Jeremy kept silent, eyes still meeting eyes. Behind her Prince Heltaw nearly left his Despot’s square and stopped himself only an instant before he forfeited the game. Instead he pursed his lips and whistled, a coded modulation.
Teyud screamed. The steel bit a little deeper into Jeremy’s chest muscles, and he could feel it quiver with the tension in her hand.

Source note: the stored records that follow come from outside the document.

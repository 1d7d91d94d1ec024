//! Map validated CLI arguments to the action to execute.

use crate::cli::actions::{Action, server::Args};
use anyhow::{Context, Result};

/// Map validated CLI matches to a server action.
///
/// # Errors
/// Returns an error if required arguments are missing.
pub fn handler(matches: &clap::ArgMatches) -> Result<Action> {
    let port = matches.get_one::<u16>("port").copied().unwrap_or(8080);

    let vault_url = matches
        .get_one::<String>("vault-url")
        .cloned()
        .context("missing required argument: --vault-url")?;

    let vault_role_id = matches
        .get_one::<String>("vault-role-id")
        .cloned()
        .context("missing required argument: --vault-role-id")?;

    let vault_secret_id = matches.get_one::<String>("vault-secret-id").cloned();
    let vault_wrapped_token = matches.get_one::<String>("vault-wrapped-token").cloned();

    let kv_mount = matches
        .get_one::<String>("kv-mount")
        .cloned()
        .unwrap_or_else(|| "secret".to_string());
    let kv_path = matches
        .get_one::<String>("kv-path")
        .cloned()
        .unwrap_or_else(|| "doorman".to_string());

    let session_ttl_seconds = matches
        .get_one::<u64>("session-ttl")
        .copied()
        .unwrap_or(43200);

    Ok(Action::Server(Args {
        port,
        vault_url,
        vault_role_id,
        vault_secret_id,
        vault_wrapped_token,
        kv_mount,
        kv_path,
        session_ttl_seconds,
        cookie_secure: matches.get_flag("cookie-secure"),
    }))
}

#[cfg(test)]
mod tests {
    use super::*;
    use crate::cli::commands;

    #[test]
    fn handler_builds_server_action() {
        let matches = commands::new().get_matches_from(vec![
            "doorman",
            "--port",
            "9999",
            "--vault-url",
            "https://vault.tld:8200/v1/auth/approle/login",
            "--vault-role-id",
            "role-id",
            "--vault-secret-id",
            "secret-id",
            "--session-ttl",
            "120",
            "--cookie-secure",
        ]);

        let Ok(Action::Server(args)) = handler(&matches) else {
            panic!("expected server action");
        };

        assert_eq!(args.port, 9999);
        assert_eq!(args.vault_url, "https://vault.tld:8200/v1/auth/approle/login");
        assert_eq!(args.vault_role_id, "role-id");
        assert_eq!(args.vault_secret_id.as_deref(), Some("secret-id"));
        assert_eq!(args.vault_wrapped_token, None);
        assert_eq!(args.kv_mount, "secret");
        assert_eq!(args.kv_path, "doorman");
        assert_eq!(args.session_ttl_seconds, 120);
        assert!(args.cookie_secure);
    }
}
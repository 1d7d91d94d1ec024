use crate::{cli::globals::GlobalArgs, vault};
use anyhow::{Context, Result, anyhow};
use reqwest::Client;
use secrecy::{ExposeSecret, SecretString};
use serde_json::Value;
use tracing::{Instrument, info_span, instrument};

const SECRET_KEY_FIELD: &str = "secret_key";
const DATABASE_URL_FIELD: &str = "database_url";
const SESSION_STORE_URL_FIELD: &str = "session_store_url";

/// The three secrets the service needs before it may serve.
pub struct AppSecrets {
    pub secret_key: SecretString,
    pub database_url: SecretString,
    pub session_store_url: SecretString,
}

/// Read the application secrets from a Vault KV v2 mount.
///
/// All three fields are required; a missing field is a startup failure,
/// the process must not serve with partial secrets.
///
/// # Errors
/// Returns an error if the Vault request fails or any secret is missing.
#[instrument(skip(globals))]
pub async fn read_app_secrets(
    globals: &GlobalArgs,
    kv_mount: &str,
    kv_path: &str,
) -> Result<AppSecrets> {
    let client = Client::builder()
        .user_agent(crate::api::APP_USER_AGENT)
        .build()?;
    let path = format!("/v1/{kv_mount}/data/{kv_path}");
    let url = vault::endpoint_url(globals, &path)?;

    let span = info_span!(
        "vault.kv.read",
        http.method = "GET",
        url = %url
    );
    let response = client
        .get(&url)
        .header("X-Vault-Token", globals.vault_token.expose_secret())
        .send()
        .instrument(span)
        .await?;

    if !response.status().is_success() {
        let status = response.status();
        let body = response.text().await.unwrap_or_default();
        return Err(anyhow!("vault kv read failed: {status} {body}"));
    }

    let json: Value = response.json().await?;
    let data = json
        .get("data")
        .and_then(|data| data.get("data"))
        .context("no data in vault kv response")?;

    Ok(AppSecrets {
        secret_key: required_field(data, SECRET_KEY_FIELD)?,
        database_url: required_field(data, DATABASE_URL_FIELD)?,
        session_store_url: required_field(data, SESSION_STORE_URL_FIELD)?,
    })
}

fn required_field(data: &Value, field: &str) -> Result<SecretString> {
    let value = data
        .get(field)
        .and_then(Value::as_str)
        .with_context(|| format!("secret field {field} missing from vault response"))?;
    if value.is_empty() {
        return Err(anyhow!("secret field {field} is empty"));
    }
    Ok(SecretString::from(value.to_string()))
}

#[cfg(test)]
mod tests {
    use super::*;
    use serde_json::json;

    #[test]
    fn required_field_present() {
        let data = json!({"secret_key": "s3cret"});
        let value = required_field(&data, "secret_key").unwrap();
        assert_eq!(value.expose_secret(), "s3cret");
    }

    #[test]
    fn required_field_missing_or_empty() {
        let data = json!({"secret_key": ""});
        assert!(required_field(&data, "secret_key").is_err());
        assert!(required_field(&data, "database_url").is_err());
    }

    #[test]
    fn required_field_rejects_non_string() {
        let data = json!({"secret_key": 42});
        assert!(required_field(&data, "secret_key").is_err());
    }
}
use secrecy::SecretString;

/// Vault connection state shared across the process.
#[derive(Debug, Clone)]
pub struct GlobalArgs {
    pub vault_url: String,
    pub vault_token: SecretString,
}

impl GlobalArgs {
    #[must_use]
    pub fn new(vurl: String) -> Self {
        Self {
            vault_url: vurl,
            vault_token: SecretString::default(),
        }
    }

    pub fn set_token(&mut self, token: SecretString) {
        self.vault_token = token;
    }
}

#[cfg(test)]
mod tests {
    use super::*;
    use secrecy::ExposeSecret;

    #[test]
    fn test_global_args() {
        let vurl = "https://localhost:8200".to_string();
        let args = GlobalArgs::new(vurl);
        assert_eq!(args.vault_url, "https://localhost:8200");
        assert_eq!(args.vault_token.expose_secret(), "");
    }

    #[test]
    fn test_set_token() {
        let mut args = GlobalArgs::new("https://localhost:8200".to_string());
        args.set_token(SecretString::from("hvs.token".to_string()));
        assert_eq!(args.vault_token.expose_secret(), "hvs.token");
    }
}
//! One-way password hashing with Argon2id.

use anyhow::{Result, anyhow};
use argon2::{
    Argon2, PasswordHasher, PasswordVerifier,
    password_hash::{PasswordHash, SaltString, rand_core::OsRng},
};

/// Hash a plaintext password into a PHC string.
///
/// A fresh random salt is generated per call, so hashing the same
/// plaintext twice yields different digests. The PHC string embeds the
/// algorithm, parameters, and salt needed to verify later.
///
/// # Errors
/// Returns an error if the hasher rejects the input.
pub fn hash(plaintext: &str) -> Result<String> {
    let salt = SaltString::generate(&mut OsRng);
    let argon2 = Argon2::default();

    argon2
        .hash_password(plaintext.as_bytes(), &salt)
        .map(|digest| digest.to_string())
        .map_err(|e| anyhow!("password hashing failed: {e}"))
}

/// Verify a plaintext password against a stored PHC digest.
///
/// Malformed digests verify as `false`, never as an error.
#[must_use]
pub fn verify(plaintext: &str, digest: &str) -> bool {
    PasswordHash::new(digest).is_ok_and(|parsed| {
        Argon2::default()
            .verify_password(plaintext.as_bytes(), &parsed)
            .is_ok()
    })
}

#[cfg(test)]
mod tests {
    use super::*;

    #[test]
    fn hash_is_salted() {
        let first = hash("Secret123").unwrap();
        let second = hash("Secret123").unwrap();
        assert_ne!(first, second);
    }

    #[test]
    fn hash_never_contains_plaintext() {
        let digest = hash("Secret123").unwrap();
        assert!(!digest.contains("Secret123"));
        assert!(digest.starts_with("$argon2"));
    }

    #[test]
    fn verify_round_trip() {
        let digest = hash("Secret123").unwrap();
        assert!(verify("Secret123", &digest));
        assert!(!verify("Other456", &digest));
    }

    #[test]
    fn verify_malformed_digest_is_false() {
        assert!(!verify("Secret123", ""));
        assert!(!verify("Secret123", "not-a-phc-string"));
        assert!(!verify("Secret123", "$argon2id$garbage"));
    }
}
pub mod api;
pub mod auth;
pub mod cli;
pub mod session;
pub mod vault;
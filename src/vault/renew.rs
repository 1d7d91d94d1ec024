use crate::{cli::globals::GlobalArgs, vault};
use anyhow::Result;
use rand::{Rng, SeedableRng, rngs::StdRng};
use tokio::{
    sync::mpsc::UnboundedSender,
    time::{Duration, interval, sleep},
};
use tracing::{debug, error, info, instrument, warn};

/// Keep the Vault token alive for the lifetime of the process.
///
/// Renews on a jittered fraction of the lease duration with bounded
/// retries. If renewal keeps failing the shutdown channel is signalled
/// so the server can drain and exit instead of serving with a dead
/// token.
#[instrument(skip(globals, shutdown_tx))]
pub async fn try_renew(
    globals: &GlobalArgs,
    lease_duration: u64,
    shutdown_tx: UnboundedSender<()>,
) -> Result<()> {
    let mut rng = StdRng::from_entropy();

    let mut jittered_lease_duration = (lease_duration as f64 * rng.gen_range(0.7..0.9)) as u64;

    let mut renew_token_interval = interval(Duration::from_secs(jittered_lease_duration.max(1)));

    let globals = globals.clone();

    tokio::spawn(async move {
        // First tick completes immediately
        renew_token_interval.tick().await;

        loop {
            renew_token_interval.tick().await;

            for attempt in 1..=3 {
                let backoff_time = 2u64.pow(attempt - 1);

                if attempt > 1 {
                    warn!("Backing off for {} seconds", backoff_time);
                    sleep(Duration::from_secs(backoff_time)).await;
                }

                match vault::renew_self(&globals).await {
                    Ok(lease_duration) => {
                        debug!("token lease duration {} seconds", lease_duration);

                        jittered_lease_duration =
                            (lease_duration as f64 * rng.gen_range(0.7..0.9)) as u64;

                        renew_token_interval =
                            interval(Duration::from_secs(jittered_lease_duration.max(1)));
                        renew_token_interval.tick().await;

                        break;
                    }

                    Err(e) => {
                        error!("Error renewing token: {}", e);

                        if attempt == 3 {
                            error!("Failed to renew token after 3 attempts, shutting down");
                            let _ = shutdown_tx.send(());
                            return;
                        }

                        continue;
                    }
                }
            }

            info!("Will renew token in {} seconds", jittered_lease_duration);
        }
    });

    Ok(())
}
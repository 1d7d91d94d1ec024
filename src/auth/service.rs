//! Signup and login orchestration.

use anyhow::Result;
use once_cell::sync::Lazy;
use regex::Regex;
use std::sync::Arc;
use tracing::debug;

use super::models::{Identity, NewIdentity};
use super::password;
use super::store::{IdentityStore, InsertOutcome};

const USERNAME_MIN_LENGTH: usize = 3;
const USERNAME_MAX_LENGTH: usize = 100;
const PASSWORD_MIN_LENGTH: usize = 8;

/// Outcome of a signup attempt. Infrastructure failures are not
/// represented here; they propagate as errors.
#[derive(Debug)]
pub enum SignupOutcome {
    Created(Identity),
    DuplicateUsername,
    InvalidInput(&'static str),
}

/// Outcome of a login attempt. Unknown username and wrong password are
/// deliberately the same variant so callers cannot enumerate accounts.
#[derive(Debug)]
pub enum LoginOutcome {
    Authenticated(Identity),
    InvalidCredentials,
}

static EMAIL_RE: Lazy<Regex> =
    Lazy::new(|| Regex::new(r"^[^@\s]+@[^@\s]+\.[^@\s]+$").expect("valid email pattern"));

pub fn valid_email(email: &str) -> bool {
    EMAIL_RE.is_match(email)
}

fn validate_signup(username: &str, email: &str, plaintext: &str) -> Option<&'static str> {
    if username.len() < USERNAME_MIN_LENGTH || username.len() > USERNAME_MAX_LENGTH {
        return Some("username must be between 3 and 100 characters");
    }
    if !valid_email(email) {
        return Some("invalid email address");
    }
    if plaintext.len() < PASSWORD_MIN_LENGTH {
        return Some("password must be at least 8 characters");
    }
    None
}

/// Orchestrates credential hashing and identity persistence. Stateless
/// per call; concurrency safety comes from the store's uniqueness
/// constraints.
pub struct AuthService {
    store: Arc<dyn IdentityStore>,
}

impl AuthService {
    #[must_use]
    pub fn new(store: Arc<dyn IdentityStore>) -> Self {
        Self { store }
    }

    /// Register a new identity. No session is created; the caller must
    /// log in separately.
    ///
    /// # Errors
    /// Returns an error if the store fails for reasons other than a
    /// uniqueness conflict.
    pub async fn signup(
        &self,
        username: &str,
        email: &str,
        plaintext: &str,
    ) -> Result<SignupOutcome> {
        if let Some(reason) = validate_signup(username, email, plaintext) {
            return Ok(SignupOutcome::InvalidInput(reason));
        }

        if self.store.find_by_username(username).await?.is_some() {
            debug!("username already taken");
            return Ok(SignupOutcome::DuplicateUsername);
        }

        let digest = password::hash(plaintext)?;

        // Two concurrent signups can both pass the existence check; the
        // store's uniqueness constraint decides the winner.
        match self
            .store
            .insert(NewIdentity {
                username: username.to_string(),
                email: email.to_string(),
                password_hash: digest,
            })
            .await?
        {
            InsertOutcome::Created(identity) => Ok(SignupOutcome::Created(identity)),
            InsertOutcome::Conflict => Ok(SignupOutcome::DuplicateUsername),
        }
    }

    /// Authenticate a username/password pair.
    ///
    /// # Errors
    /// Returns an error if the store fails.
    pub async fn login(&self, username: &str, plaintext: &str) -> Result<LoginOutcome> {
        let Some(identity) = self.store.find_by_username(username).await? else {
            debug!("unknown username");
            return Ok(LoginOutcome::InvalidCredentials);
        };

        if !password::verify(plaintext, &identity.password_hash) {
            debug!("password verification failed");
            return Ok(LoginOutcome::InvalidCredentials);
        }

        Ok(LoginOutcome::Authenticated(identity))
    }
}
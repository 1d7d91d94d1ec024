use crate::{
    auth::{AuthService, IdentityStore, PgIdentityStore},
    cli::globals::GlobalArgs,
    session::{PgSessionStore, SessionConfig, Sessions},
    vault::{self, kv::AppSecrets},
};
use anyhow::{Context, Result};
use axum::{
    Extension,
    body::Body,
    extract::MatchedPath,
    http::{HeaderName, HeaderValue, Request},
    routing::get,
};
use secrecy::ExposeSecret;
use sqlx::postgres::PgPoolOptions;
use std::{sync::Arc, time::Duration};
use tokio::{net::TcpListener, sync::mpsc};
use tower::ServiceBuilder;
use tower_http::{
    request_id::PropagateRequestIdLayer, set_header::SetRequestHeaderLayer, trace::TraceLayer,
};
use tracing::{Span, info, info_span};
use ulid::Ulid;
use utoipa_axum::router::OpenApiRouter;

pub(crate) mod handlers;
// OpenAPI router wiring and route registration live in openapi.rs.
mod openapi;

pub use openapi::openapi;

/// Build the API router with all documented routes registered.
#[must_use]
pub fn router() -> OpenApiRouter {
    openapi::api_router()
}

#[allow(clippy::doc_markdown, clippy::needless_raw_string_hashes)]
pub mod built_info {
    include!(concat!(env!("OUT_DIR"), "/built.rs"));
}

pub const GIT_COMMIT_HASH: &str = match built_info::GIT_COMMIT_HASH {
    Some(hash) => hash,
    None => "unknown",
};

pub static APP_USER_AGENT: &str = concat!(env!("CARGO_PKG_NAME"), "/", env!("CARGO_PKG_VERSION"),);

/// Start the server
/// # Errors
/// Return error if failed to start the server
pub async fn new(
    port: u16,
    secrets: AppSecrets,
    globals: &GlobalArgs,
    lease_duration: u64,
    config: SessionConfig,
) -> Result<()> {
    // Renew vault token in the background, gracefully shutdown if it fails
    let (tx, mut rx) = mpsc::unbounded_channel();

    vault::renew::try_renew(globals, lease_duration, tx).await?;

    // Connect to the identity database
    let users_pool = PgPoolOptions::new()
        .min_connections(1)
        .max_connections(5)
        .max_lifetime(Duration::from_secs(60 * 2))
        .test_before_acquire(true)
        .connect(secrets.database_url.expose_secret())
        .await
        .context("Failed to connect to database")?;

    // The session store is shared across all instances and may live on
    // a different server than the identity database
    let sessions_pool = PgPoolOptions::new()
        .min_connections(1)
        .max_connections(5)
        .max_lifetime(Duration::from_secs(60 * 2))
        .test_before_acquire(true)
        .connect(secrets.session_store_url.expose_secret())
        .await
        .context("Failed to connect to session store")?;

    let identities: Arc<dyn IdentityStore> = Arc::new(PgIdentityStore::new(users_pool));
    let sessions = Arc::new(Sessions::new(
        Arc::new(PgSessionStore::new(sessions_pool)),
        identities.clone(),
        secrets.secret_key,
        config,
    ));
    let auth = Arc::new(AuthService::new(identities));

    // Build the router from OpenAPI-wired routes, then extend it with
    // the undocumented index route.
    let (router, _openapi) = router().split_for_parts();
    let app = router.route("/", get(handlers::root)).layer(
        ServiceBuilder::new()
            .layer(SetRequestHeaderLayer::if_not_present(
                HeaderName::from_static("x-request-id"),
                |_req: &_| HeaderValue::from_str(Ulid::new().to_string().as_str()).ok(),
            ))
            .layer(PropagateRequestIdLayer::new(HeaderName::from_static(
                "x-request-id",
            )))
            .layer(TraceLayer::new_for_http().make_span_with(make_span))
            .layer(Extension(auth))
            .layer(Extension(sessions)),
    );

    let listener = TcpListener::bind(format!("::0:{port}")).await?;

    info!("Listening on [::]:{}", port);

    axum::serve(listener, app.into_make_service())
        .with_graceful_shutdown(async move {
            rx.recv().await;
            info!("Gracefully shutdown");
        })
        .await?;

    Ok(())
}

fn make_span(request: &Request<Body>) -> Span {
    let request_id = request
        .headers()
        .get("x-request-id")
        .and_then(|val| val.to_str().ok())
        .unwrap_or("none");
    let matched_path = request
        .extensions()
        .get::<MatchedPath>()
        .map_or_else(|| request.uri().path(), MatchedPath::as_str);

    info_span!(
        "http.request",
        http.method = %request.method(),
        http.route = matched_path,
        request_id
    )
}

From behind the Emperor’s square another whistle rose. Teyud screamed again, and blood was running down her face as well, from her nose and eyes and ears; he could smell the rank salt-and-copper smell of it, stronger than his own.
Then she stumbled back, her face working in a grimace that was half agony and half a feral determination like a wolverine in a trap. Something was
wrong
with her, or with Jeremy’s eyes; she seemed to shimmer as he watched, a silvery nimbus that crackled on a level too low for vision to catch. The sword dropped from her hand, but it seemed to
drift
downward, the flexing bow as it struck the stone and sprang back visible as an undulation in the metal. Teyud was screaming continuously now, raw animal sounds. Her hands went to her head, and she stumbled in a circle howling like a wolf.
God, I’ve killed her
, Jeremy thought numbly.
It’s cutting up her brain inside, I’ve killed her
.
The knowledge that he would die with her didn’t seem to help,
but he knew that the thought of living wasn’t something he could bear.
She fell to her knees, but it was as if she were moving in a different time frame than everyone else. The whole complex dance of the game had ceased, and the great-eyed Martian faces weren’t locked or inscrutable for once. Only the Emperor himself seemed calm. When Teyud spoke, the words rolled inhumanly deep and slow.
“
That . . . Which . . . Compels!
”
There
was
something wrong with the way she looked; it was like staring at a photographic negative with the colors reversed, but also like staring into the heart of a sun. The Invisible Crown wasn’t invisible any more, and the glowing hum that came from it made every cell in his body ache. When she stood, a wave of silver light washed out in a blast wave like an explosion; it didn’t strike him, but he fell backward helplessly anyway.
It isn’t light. I’m not really seeing it with my eyes at all. That’s just how my brain’s interpreting it because I don’t . . . know . . . how
. . .
She screamed again, and flung her hands upward. The column of light around her began to swirl. Prince Heltaw looked up from the surface of the
atanj
square and screamed in counterpoint. He drew his dagger and began plunging it into his own chest, over and over again, long after he should have been dead.